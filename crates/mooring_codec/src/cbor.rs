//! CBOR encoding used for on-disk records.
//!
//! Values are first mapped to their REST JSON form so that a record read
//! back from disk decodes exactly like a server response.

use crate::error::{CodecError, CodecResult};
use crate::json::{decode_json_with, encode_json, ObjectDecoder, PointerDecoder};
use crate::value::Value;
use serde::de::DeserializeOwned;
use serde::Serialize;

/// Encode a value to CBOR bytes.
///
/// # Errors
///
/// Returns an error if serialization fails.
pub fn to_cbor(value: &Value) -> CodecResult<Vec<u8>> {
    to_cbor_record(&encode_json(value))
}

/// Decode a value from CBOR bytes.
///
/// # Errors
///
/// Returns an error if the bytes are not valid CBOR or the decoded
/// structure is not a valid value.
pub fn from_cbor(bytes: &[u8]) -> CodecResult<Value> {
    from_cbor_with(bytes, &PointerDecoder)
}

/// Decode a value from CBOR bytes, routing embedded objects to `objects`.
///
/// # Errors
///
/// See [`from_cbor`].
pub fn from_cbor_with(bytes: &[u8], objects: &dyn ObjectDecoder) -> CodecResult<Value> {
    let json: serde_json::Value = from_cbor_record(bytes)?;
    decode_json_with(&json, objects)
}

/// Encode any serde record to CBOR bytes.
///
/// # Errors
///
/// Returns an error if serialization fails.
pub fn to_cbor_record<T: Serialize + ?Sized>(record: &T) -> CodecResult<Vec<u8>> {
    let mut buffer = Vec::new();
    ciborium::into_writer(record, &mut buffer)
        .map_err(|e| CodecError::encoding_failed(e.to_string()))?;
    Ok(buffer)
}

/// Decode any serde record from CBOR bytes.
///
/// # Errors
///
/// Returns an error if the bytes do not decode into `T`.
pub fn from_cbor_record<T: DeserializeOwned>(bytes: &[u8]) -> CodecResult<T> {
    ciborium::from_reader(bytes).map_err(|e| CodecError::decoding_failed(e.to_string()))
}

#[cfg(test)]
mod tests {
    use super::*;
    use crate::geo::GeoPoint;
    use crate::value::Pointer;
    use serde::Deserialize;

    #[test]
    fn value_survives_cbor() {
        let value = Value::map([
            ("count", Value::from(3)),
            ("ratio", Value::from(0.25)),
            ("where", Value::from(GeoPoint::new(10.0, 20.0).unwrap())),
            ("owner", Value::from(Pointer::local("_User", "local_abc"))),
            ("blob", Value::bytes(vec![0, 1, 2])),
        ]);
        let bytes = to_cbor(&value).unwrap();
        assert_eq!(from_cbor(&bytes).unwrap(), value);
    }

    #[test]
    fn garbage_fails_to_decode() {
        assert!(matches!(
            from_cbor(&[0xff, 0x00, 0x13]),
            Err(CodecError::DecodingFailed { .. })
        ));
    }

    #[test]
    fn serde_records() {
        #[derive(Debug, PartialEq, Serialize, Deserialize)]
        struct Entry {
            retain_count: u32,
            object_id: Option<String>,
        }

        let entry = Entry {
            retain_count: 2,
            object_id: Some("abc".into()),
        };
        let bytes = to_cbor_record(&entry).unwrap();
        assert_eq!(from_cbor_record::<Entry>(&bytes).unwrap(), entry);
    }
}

━━━━━━━━━━━━━━━━━━━━━━━━━━━━━━

Your instructions: Every line of the listing should be reproduced exactly.

Exercise output:
filename crates/mooring_codec/src/cbor.rs
//! CBOR encoding used for on-disk records.
//!
//! Values are first mapped to their REST JSON form so that a record read
//! back from disk decodes exactly like a server response.

use crate::error::{CodecError, CodecResult};
use crate::json::{decode_json_with, encode_json, ObjectDecoder, PointerDecoder};
use crate::value::Value;
use serde::de::DeserializeOwned;
use serde::Serialize;

/// Encode a value to CBOR bytes.
///
/// # Errors
///
/// Returns an error if serialization fails.
pub fn to_cbor(value: &Value) -> CodecResult<Vec<u8>> {
    to_cbor_record(&encode_json(value))
}

/// Decode a value from CBOR bytes.
///
/// # Errors
///
/// Returns an error if the bytes are not valid CBOR or the decoded
/// structure is not a valid value.
pub fn from_cbor(bytes: &[u8]) -> CodecResult<Value> {
    from_cbor_with(bytes, &PointerDecoder)
}

/// Decode a value from CBOR bytes, routing embedded objects to `objects`.
///
/// # Errors
///
/// See [`from_cbor`].
pub fn from_cbor_with(bytes: &[u8], objects: &dyn ObjectDecoder) -> CodecResult<Value> {
    let json: serde_json::Value = from_cbor_record(bytes)?;
    decode_json_with(&json, objects)
}

/// Encode any serde record to CBOR bytes.
///
/// # Errors
///
/// Returns an error if serialization fails.
pub fn to_cbor_record<T: Serialize + ?Sized>(record: &T) -> CodecResult<Vec<u8>> {
    let mut buffer = Vec::new();
    ciborium::into_writer(record, &mut buffer)
        .map_err(|e| CodecError::encoding_failed(e.to_string()))?;
    Ok(buffer)
}

/// Decode any serde record from CBOR bytes.
///
/// # Errors
///
/// Returns an error if the bytes do not decode into `T`.
pub fn from_cbor_record<T: DeserializeOwned>(bytes: &[u8]) -> CodecResult<T> {
    ciborium::from_reader(bytes).map_err(|e| CodecError::decoding_failed(e.to_string()))
}

#[cfg(test)]
mod tests {
    use super::*;
    use crate::geo::GeoPoint;
    use crate::value::Pointer;
    use serde::Deserialize;

    #[test]
    fn value_survives_cbor() {
        let value = Value::map([
            ("count", Value::from(3)),
            ("ratio", Value::from(0.25)),
            ("where", Value::from(GeoPoint::new(10.0, 20.0).unwrap())),
            ("owner", Value::from(Pointer::local("_User", "local_abc"))),
            ("blob", Value::bytes(vec![0, 1, 2])),
        ]);
        let bytes = to_cbor(&value).unwrap();
        assert_eq!(from_cbor(&bytes).unwrap(), value);
    }

    #[test]
    fn garbage_fails_to_decode() {
        assert!(matches!(
            from_cbor(&[0xff, 0x00, 0x13]),
            Err(CodecError::DecodingFailed { .. })
        ));
    }

    #[test]
    fn serde_records() {
        #[derive(Debug, PartialEq, Serialize, Deserialize)]
        struct Entry {
            retain_count: u32,
            object_id: Option<String>,
        }

        let entry = Entry {
            retain_count: 2,
            object_id: Some("abc".into()),
        };
        let bytes = to_cbor_record(&entry).unwrap();
        assert_eq!(from_cbor_record::<Entry>(&bytes).unwrap(), entry);
    }
}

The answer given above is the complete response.